The second presidential debate brought plenty of fireworks, including a slew of healthcare talking points that drew reactions from think tanks, health policy experts, reporters and more.
Here's a sampling of their takes on the debate:
Dan Diamond, author of Politico Pulse, noted that even American Enterprise Institute, a right-of-center think tank, has criticized Donald Trump’s healthcare proposals.
Diamond added he’d have to re-watch the debate to see if he missed any key policy points.
Currently re-watching the debate to see the Obamacare questions again, in hopes Trump actually details his plan this time.— Dan Diamond (@ddiamond) October 10, 2016
Atul Gawande, M.D., a surgeon, writer, and public health researcher, echoed Diamond’s take.
I am still trying to decipher what Trump proposed as a health policy and I have no idea what he was talking about.— Atul Gawande (@Atul_Gawande) October 10, 2016
Scott Gottlieb, a physician and fellow at the American Enterprise Institute, corrected Hillary Clinton on a possible equivocation when she described some of the benefits of the Affordable Care Act.
Clinton refers to large group market, touts mostly insurance reforms to individual market. Surely she knows distinction #PresidentialDebate— Scott Gottlieb, MD (@ScottGottliebMD) October 10, 2016
Gottleib also seemed to side with Trump's claim that Clinton supports an eventual move to a single-payer system.

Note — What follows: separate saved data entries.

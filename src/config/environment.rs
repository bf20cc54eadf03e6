// ABOUTME: Environment-based configuration for the Reserva booking server
// ABOUTME: Loads database, auth and SMTP settings into typed sections at startup
//
// SPDX-License-Identifier: MIT OR Apache-2.0
// Copyright (c) 2025 Reserva Project

//! Environment-only configuration.
//!
//! All settings come from environment variables; the resulting
//! [`ServerConfig`] is constructed once at startup and passed down to the
//! resource container. No ambient mutable globals.

use anyhow::{Context, Result};
use serde::{Deserialize, Serialize};
use std::env;
use std::path::PathBuf;

/// Database connection target
#[derive(Debug, Clone, Serialize, Deserialize)]
pub enum DatabaseUrl {
    /// SQLite database file
    SQLite { path: PathBuf },
    /// In-memory SQLite database (tests and ephemeral deployments)
    Memory,
}

impl DatabaseUrl {
    /// Parse from a connection string
    #[must_use]
    pub fn parse(url: &str) -> Self {
        if url == "sqlite::memory:" {
            Self::Memory
        } else if let Some(path) = url.strip_prefix("sqlite:") {
            Self::SQLite {
                path: PathBuf::from(path),
            }
        } else {
            Self::SQLite {
                path: PathBuf::from(url),
            }
        }
    }

    /// Convert to a `sqlx` connection string
    #[must_use]
    pub fn to_connection_string(&self) -> String {
        match self {
            Self::SQLite { path } => format!("sqlite:{}", path.display()),
            Self::Memory => "sqlite::memory:".to_string(),
        }
    }

    /// Check if this is an in-memory database
    #[must_use]
    pub const fn is_memory(&self) -> bool {
        matches!(self, Self::Memory)
    }
}

impl Default for DatabaseUrl {
    fn default() -> Self {
        Self::SQLite {
            path: PathBuf::from("./data/reserva.db"),
        }
    }
}

impl std::fmt::Display for DatabaseUrl {
    fn fmt(&self, f: &mut std::fmt::Formatter<'_>) -> std::fmt::Result {
        write!(f, "{}", self.to_connection_string())
    }
}

/// Top-level server configuration
#[derive(Debug, Clone, Serialize, Deserialize)]
pub struct ServerConfig {
    /// HTTP API port
    pub http_port: u16,
    /// Database configuration
    pub database: DatabaseConfig,
    /// Authentication configuration
    pub auth: AuthConfig,
    /// SMTP configuration for confirmation emails
    pub smtp: SmtpConfig,
    /// CORS allowed origins
    pub cors_origins: Vec<String>,
}

/// Database settings
#[derive(Debug, Clone, Serialize, Deserialize)]
pub struct DatabaseConfig {
    /// Database URL (SQLite path or in-memory)
    pub url: DatabaseUrl,
    /// Run schema creation on startup
    pub auto_migrate: bool,
}

/// JWT authentication settings
#[derive(Debug, Clone, Serialize, Deserialize)]
pub struct AuthConfig {
    /// HS256 signing secret
    pub jwt_secret: String,
    /// Token expiry in hours
    pub jwt_expiry_hours: i64,
}

/// SMTP delivery settings for the notification sender
#[derive(Debug, Clone, Serialize, Deserialize)]
pub struct SmtpConfig {
    pub host: String,
    pub port: u16,
    pub username: String,
    pub password: String,
    /// Sender address used in the From header
    pub from_email: String,
    /// Sender display name used in the From header
    pub from_name: String,
}

impl ServerConfig {
    /// Load configuration from environment variables
    ///
    /// # Errors
    ///
    /// Returns an error when `JWT_SECRET` is missing or a numeric variable
    /// fails to parse.
    pub fn from_env() -> Result<Self> {
        let http_port = env_parse("HTTP_PORT", 8081)?;

        let database = DatabaseConfig {
            url: DatabaseUrl::parse(
                &env::var("DATABASE_URL").unwrap_or_else(|_| "sqlite:./data/reserva.db".into()),
            ),
            auto_migrate: env::var("AUTO_MIGRATE")
                .map(|v| v != "false")
                .unwrap_or(true),
        };

        let auth = AuthConfig {
            jwt_secret: env::var("JWT_SECRET")
                .context("JWT_SECRET environment variable is required")?,
            jwt_expiry_hours: env_parse("JWT_EXPIRY_HOURS", 24)?,
        };

        let smtp = SmtpConfig {
            host: env::var("SMTP_HOST").unwrap_or_else(|_| "localhost".into()),
            port: env_parse("SMTP_PORT", 587)?,
            username: env::var("SMTP_USER").unwrap_or_default(),
            password: env::var("SMTP_PASS").unwrap_or_default(),
            from_email: env::var("SMTP_FROM_EMAIL")
                .unwrap_or_else(|_| "no-reply@reserva.local".into()),
            from_name: env::var("SMTP_FROM_NAME").unwrap_or_else(|_| "Reserva Booking".into()),
        };

        let cors_origins = env::var("CORS_ORIGINS")
            .map(|v| {
                v.split(',')
                    .map(|s| s.trim().to_string())
                    .filter(|s| !s.is_empty())
                    .collect()
            })
            .unwrap_or_else(|_| vec!["*".to_string()]);

        Ok(Self {
            http_port,
            database,
            auth,
            smtp,
            cors_origins,
        })
    }

    /// One-line startup summary safe to log (no secrets)
    #[must_use]
    pub fn summary(&self) -> String {
        format!(
            "http_port={} database={} smtp_host={} smtp_from={} jwt_expiry_hours={}",
            self.http_port,
            self.database.url,
            self.smtp.host,
            self.smtp.from_email,
            self.auth.jwt_expiry_hours
        )
    }
}

/// Parse an environment variable with a fallback default
fn env_parse<T>(name: &str, default: T) -> Result<T>
where
    T: std::str::FromStr,
    T::Err: std::error::Error + Send + Sync + 'static,
{
    match env::var(name) {
        Ok(value) => value
            .parse::<T>()
            .with_context(|| format!("Invalid value for {name}: {value}")),
        Err(_) => Ok(default),
    }
}
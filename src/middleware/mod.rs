// ABOUTME: HTTP middleware module for authentication and authorization guards
// ABOUTME: Re-exports the bearer-token guard and the role/context policy check
//
// SPDX-License-Identifier: MIT OR Apache-2.0
// Copyright (c) 2025 Reserva Project

/// Bearer-token authentication and role/context authorization
pub mod auth;

pub use auth::{AuthMiddleware, RolePolicy, STAFF_MT_POLICY};
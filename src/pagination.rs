// ABOUTME: Offset pagination parameters shared by the booking and service list endpoints
// ABOUTME: Validates page/limit bounds and computes the row offset for SQL queries
//
// SPDX-License-Identifier: MIT OR Apache-2.0
// Copyright (c) 2025 Reserva Project

use crate::errors::{AppError, AppResult};
use serde::Deserialize;

const DEFAULT_PAGE: i64 = 1;
const DEFAULT_LIMIT: i64 = 10;

/// Query parameters for paginated list endpoints
///
/// `page` and `limit` default to 1 and 10 and must both be at least 1.
/// `status` optionally filters bookings; it is upper-cased at the boundary
/// so lowercase caller input matches the stored enum values.
#[derive(Debug, Clone, Deserialize)]
pub struct PaginationParams {
    #[serde(default)]
    pub page: Option<i64>,
    #[serde(default)]
    pub limit: Option<i64>,
    #[serde(default)]
    pub status: Option<String>,
}

impl PaginationParams {
    /// Resolve defaults and validate bounds
    ///
    /// # Errors
    ///
    /// Returns an `InvalidInput` error when page or limit is below 1.
    pub fn resolve(&self) -> AppResult<ResolvedPagination> {
        let page = self.page.unwrap_or(DEFAULT_PAGE);
        let limit = self.limit.unwrap_or(DEFAULT_LIMIT);

        if page < 1 {
            return Err(AppError::invalid_input("Page must be at least 1"));
        }
        if limit < 1 {
            return Err(AppError::invalid_input("Limit must be at least 1"));
        }

        // Caller-supplied values; the offset must not overflow i64
        let skip = page
            .checked_sub(1)
            .and_then(|p| p.checked_mul(limit))
            .ok_or_else(|| AppError::invalid_input("Page window is out of range"))?;

        Ok(ResolvedPagination {
            page,
            limit,
            skip,
            status: self
                .status
                .as_deref()
                .map(|s| s.trim().to_ascii_uppercase())
                .filter(|s| !s.is_empty()),
        })
    }
}

/// Validated pagination window with the status filter normalized to uppercase
#[derive(Debug, Clone)]
pub struct ResolvedPagination {
    pub page: i64,
    pub limit: i64,
    /// Row offset for the SQL query: `(page - 1) * limit`, overflow-checked
    pub skip: i64,
    pub status: Option<String>,
}

#[cfg(test)]
mod tests {
    use super::*;

    #[test]
    fn test_defaults_applied() {
        let params = PaginationParams {
            page: None,
            limit: None,
            status: None,
        };
        let resolved = params.resolve().unwrap();
        assert_eq!(resolved.page, 1);
        assert_eq!(resolved.limit, 10);
        assert_eq!(resolved.skip, 0);
    }

    #[test]
    fn test_skip_computation() {
        let params = PaginationParams {
            page: Some(3),
            limit: Some(10),
            status: None,
        };
        assert_eq!(params.resolve().unwrap().skip, 20);
    }

    #[test]
    fn test_huge_page_rejected_instead_of_overflowing() {
        let params = PaginationParams {
            page: Some(i64::MAX),
            limit: Some(10),
            status: None,
        };
        let err = params.resolve().unwrap_err();
        assert_eq!(err.http_status(), 400);

        let params = PaginationParams {
            page: Some(2),
            limit: Some(i64::MAX),
            status: None,
        };
        assert!(params.resolve().is_err());
    }

    #[test]
    fn test_rejects_out_of_range() {
        let params = PaginationParams {
            page: Some(0),
            limit: Some(10),
            status: None,
        };
        assert!(params.resolve().is_err());

        let params = PaginationParams {
            page: Some(1),
            limit: Some(0),
            status: None,
        };
        assert!(params.resolve().is_err());
    }

    #[test]
    fn test_status_filter_uppercased() {
        let params = PaginationParams {
            page: None,
            limit: None,
            status: Some("confirmed".into()),
        };
        let resolved = params.resolve().unwrap();
        assert_eq!(resolved.status.as_deref(), Some("CONFIRMED"));
    }

    #[test]
    fn test_blank_status_dropped() {
        let params = PaginationParams {
            page: None,
            limit: None,
            status: Some("  ".into()),
        };
        assert!(params.resolve().unwrap().status.is_none());
    }
}
// ABOUTME: HTTP server assembly binding the resource routers onto one listener
// ABOUTME: Configures CORS, request tracing and graceful shutdown around the axum router
//
// Licensed under either of Apache License, Version 2.0 or MIT License at your option.
// Copyright ©2025 Reserva Project

//! # Server Module
//!
//! Assembles the booking, service catalogue and health routers into a single
//! axum application and runs it with CORS, request tracing and graceful
//! shutdown on SIGINT.

use crate::resources::ServerResources;
use crate::routes::{bookings::BookingRoutes, health::HealthRoutes, services::ServiceRoutes};
use anyhow::{Context, Result};
use axum::Router;
use http::{header::HeaderName, HeaderValue, Method};
use std::sync::Arc;
use tokio::net::TcpListener;
use tower_http::cors::{AllowOrigin, CorsLayer};
use tower_http::trace::TraceLayer;
use tracing::info;

/// Booking backend HTTP server
pub struct BookingServer {
    resources: Arc<ServerResources>,
}

impl BookingServer {
    /// Create a new server from shared resources
    #[must_use]
    pub const fn new(resources: Arc<ServerResources>) -> Self {
        Self { resources }
    }

    /// Build the full application router
    ///
    /// Exposed separately from `run` so tests can drive the router with
    /// `tower::ServiceExt::oneshot` without binding a socket.
    #[must_use]
    pub fn router(&self) -> Router {
        Router::new()
            .merge(HealthRoutes::routes())
            .merge(BookingRoutes::routes(self.resources.clone()))
            .merge(ServiceRoutes::routes(self.resources.clone()))
            .layer(setup_cors(&self.resources.config.cors_origins))
            .layer(TraceLayer::new_for_http())
    }

    /// Bind the configured port and serve until shutdown
    ///
    /// # Errors
    ///
    /// Returns an error if the listener fails to bind or the server loop
    /// terminates abnormally.
    pub async fn run(self, port: u16) -> Result<()> {
        let app = self.router();

        let listener = TcpListener::bind(format!("0.0.0.0:{port}"))
            .await
            .with_context(|| format!("Failed to bind HTTP port {port}"))?;

        info!("Booking server listening on port {}", port);

        axum::serve(listener, app)
            .with_graceful_shutdown(shutdown_signal())
            .await
            .context("HTTP server terminated abnormally")?;

        info!("Booking server shut down");
        Ok(())
    }
}

/// Configure CORS from the comma-parsed origin list
///
/// An empty list or a lone `*` entry allows any origin; otherwise only the
/// listed origins that parse as header values are permitted.
pub fn setup_cors(origins: &[String]) -> CorsLayer {
    let allow_origin = if origins.is_empty() || origins.iter().any(|o| o == "*") {
        AllowOrigin::any()
    } else {
        let parsed: Vec<HeaderValue> = origins
            .iter()
            .filter_map(|o| HeaderValue::from_str(o.trim()).ok())
            .collect();

        if parsed.is_empty() {
            AllowOrigin::any()
        } else {
            AllowOrigin::list(parsed)
        }
    };

    CorsLayer::new()
        .allow_origin(allow_origin)
        .allow_headers([
            HeaderName::from_static("content-type"),
            HeaderName::from_static("authorization"),
            HeaderName::from_static("accept"),
            HeaderName::from_static("origin"),
            HeaderName::from_static("x-requested-with"),
        ])
        .allow_methods([
            Method::GET,
            Method::POST,
            Method::PUT,
            Method::DELETE,
            Method::OPTIONS,
        ])
}

async fn shutdown_signal() {
    if let Err(e) = tokio::signal::ctrl_c().await {
        tracing::error!("Failed to install shutdown signal handler: {}", e);
    }
    info!("Shutdown signal received");
}
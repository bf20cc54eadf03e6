// ABOUTME: Booking resource route handlers for creation, listing, status transition and deletion
// ABOUTME: Applies the authorization guard to staff operations and attributes audits to the caller
//
// SPDX-License-Identifier: MIT OR Apache-2.0
// Copyright (c) 2025 Reserva Project

//! Booking management routes
//!
//! Creation and the status-only read are public; every other operation
//! requires a verified bearer token whose `(role, context)` pair is in the
//! staff allow-list. The authenticated caller's id attributes the audit
//! entries written by the workflow.

use crate::errors::AppError;
use crate::middleware::STAFF_MT_POLICY;
use crate::models::{CreateBookingRequest, UpdateBookingRequest, UpdateBookingStatusRequest};
use crate::pagination::PaginationParams;
use crate::resources::ServerResources;
use crate::routes::{Envelope, PageEnvelope};
use axum::{
    extract::{Path, Query, State},
    http::{HeaderMap, StatusCode},
    response::{IntoResponse, Response},
    routing::{delete, get, post, put},
    Json, Router,
};
use std::sync::Arc;

/// Booking management routes
pub struct BookingRoutes;

impl BookingRoutes {
    /// Create all booking routes
    pub fn routes(resources: Arc<ServerResources>) -> Router {
        Router::new()
            .route("/api/service-bookings", post(Self::handle_create))
            .route("/api/service-bookings", get(Self::handle_list))
            .route(
                "/api/service-bookings/get-status/:id",
                get(Self::handle_get_status),
            )
            .route("/api/service-bookings/:id", get(Self::handle_get))
            .route("/api/service-bookings/:id", put(Self::handle_update))
            .route(
                "/api/service-bookings/:id/status",
                put(Self::handle_transition_status),
            )
            .route("/api/service-bookings/:id", delete(Self::handle_delete))
            .with_state(resources)
    }

    /// Handle booking creation (public)
    async fn handle_create(
        State(resources): State<Arc<ServerResources>>,
        Json(request): Json<CreateBookingRequest>,
    ) -> Result<Response, AppError> {
        let booking = resources.bookings.create(request).await?;

        Ok((
            StatusCode::CREATED,
            Json(Envelope::created("Booking created successfully", booking)),
        )
            .into_response())
    }

    /// Handle paginated booking listing
    async fn handle_list(
        State(resources): State<Arc<ServerResources>>,
        headers: HeaderMap,
        Query(params): Query<PaginationParams>,
    ) -> Result<Response, AppError> {
        resources
            .auth_middleware
            .authenticate_and_authorize(&headers, STAFF_MT_POLICY)?;

        let page = resources.bookings.list(&params).await?;

        Ok((
            StatusCode::OK,
            Json(PageEnvelope::ok("Bookings retrieved successfully", page)),
        )
            .into_response())
    }

    /// Handle fetching one booking
    async fn handle_get(
        State(resources): State<Arc<ServerResources>>,
        headers: HeaderMap,
        Path(id): Path<i64>,
    ) -> Result<Response, AppError> {
        resources
            .auth_middleware
            .authenticate_and_authorize(&headers, STAFF_MT_POLICY)?;

        let booking = resources.bookings.get(id).await?;

        Ok((
            StatusCode::OK,
            Json(Envelope::ok("Booking fetched successfully", booking)),
        )
            .into_response())
    }

    /// Handle the status-only read (public)
    async fn handle_get_status(
        State(resources): State<Arc<ServerResources>>,
        Path(id): Path<i64>,
    ) -> Result<Response, AppError> {
        let status = resources.bookings.get_status(id).await?;

        Ok((
            StatusCode::OK,
            Json(Envelope::ok("Booking fetched successfully", status)),
        )
            .into_response())
    }

    /// Handle a partial booking update
    async fn handle_update(
        State(resources): State<Arc<ServerResources>>,
        headers: HeaderMap,
        Path(id): Path<i64>,
        Json(request): Json<UpdateBookingRequest>,
    ) -> Result<Response, AppError> {
        let issuer = resources
            .auth_middleware
            .authenticate_and_authorize(&headers, STAFF_MT_POLICY)?;

        let booking = resources.bookings.update(id, request, issuer.id).await?;

        Ok((
            StatusCode::OK,
            Json(Envelope::ok("Booking updated successfully", booking)),
        )
            .into_response())
    }

    /// Handle the dedicated status-transition operation
    async fn handle_transition_status(
        State(resources): State<Arc<ServerResources>>,
        headers: HeaderMap,
        Path(id): Path<i64>,
        Json(request): Json<UpdateBookingStatusRequest>,
    ) -> Result<Response, AppError> {
        let issuer = resources
            .auth_middleware
            .authenticate_and_authorize(&headers, STAFF_MT_POLICY)?;

        let booking = resources
            .bookings
            .transition_status(id, &request.status, issuer.id)
            .await?;

        Ok((
            StatusCode::OK,
            Json(Envelope::ok("Booking status updated successfully", booking)),
        )
            .into_response())
    }

    /// Handle booking deletion
    async fn handle_delete(
        State(resources): State<Arc<ServerResources>>,
        headers: HeaderMap,
        Path(id): Path<i64>,
    ) -> Result<Response, AppError> {
        let issuer = resources
            .auth_middleware
            .authenticate_and_authorize(&headers, STAFF_MT_POLICY)?;

        resources.bookings.delete(id, issuer.id).await?;

        Ok((
            StatusCode::OK,
            Json(Envelope::message("Booking deleted successfully")),
        )
            .into_response())
    }
}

Regarding Trump's proposal to sell health plans across state lines, Bob Kocher, former healthcare special adviser to President Barack Obama and current venture capitalist, wasn't buying it. Yale University health economist Zack Cooper agreed.
For the record, state boundaries have almost nothing to do with premiums. It is the hospital prices! #debate— Bob Kocher (@bobkocher) October 10, 2016
Avalere Health’s Caroline Peterson and Alliance of Community Health Plans’ Ceci Connolly debunked Trump’s claims about how much insurance premiums are rising on the Affordable Care Act exchanges.
Proposed premium increases in 14 states show average rate increases of 11% among silver plans in 2017. https://t.co/A7bpkvOgGd— Caroline Pearson (@CPearsonAvalere) October 10, 2016
When pressed on whether he would retain the individual mandate, Trump did not offer a clear response. This prompted an observation from The Wall Street Journal's Janet Adamy.
No insurer will agree to take sick customers if you don't force everybody to buy plans.— Janet Adamy (@janetadamy) October 10, 2016
Sarah Kliff, senior editor at Vox, provided color on healthcare costs and the impact of the Affordable Care Act on the federal budget.
You'd never know health care cost growth is at an all-time low. pic.twitter.com/GEsBWxpYJh— Sarah Kliff (@sarahkliff) October 10, 2016
Obamacare has cost significantly *less* than what original CBO estimates had. pic.twitter.com/SfsSjJhWUw— Sarah Kliff (@sarahkliff) October 10, 2016
Harold Pollack, a researcher at University of Chicago, basically agreed with Kliff.
Reminder: US health care costs have grown been at historically low levels since passage of ACA.— Harold Pollack (@haroldpollack) October 10, 2016
Adrianna MacIntyre, managing editor at The Incidental Economist, had a bit harsher criticism.
We need a total and complete shutdown of Donald Trump talking about health policy until we can figure out what is going on. https://t.co/eToLTHKneu— Adrianna McIntyre (@onceuponA) October 10, 2016
Larry Levitt, a senior vice president at the Kaiser Family Foundation, added that Trump’s talking point to sell health plans across state lines wouldn't benefit the system.
At the risk of getting wonky, insurers competing across state lines would lead to less regulation and fewer consumer protections.— Larry Levitt (@larry_levitt) October 10, 2016
Levitt noted, however, that premiums are up quite a bit in some marketplaces, but that on average they are much lower.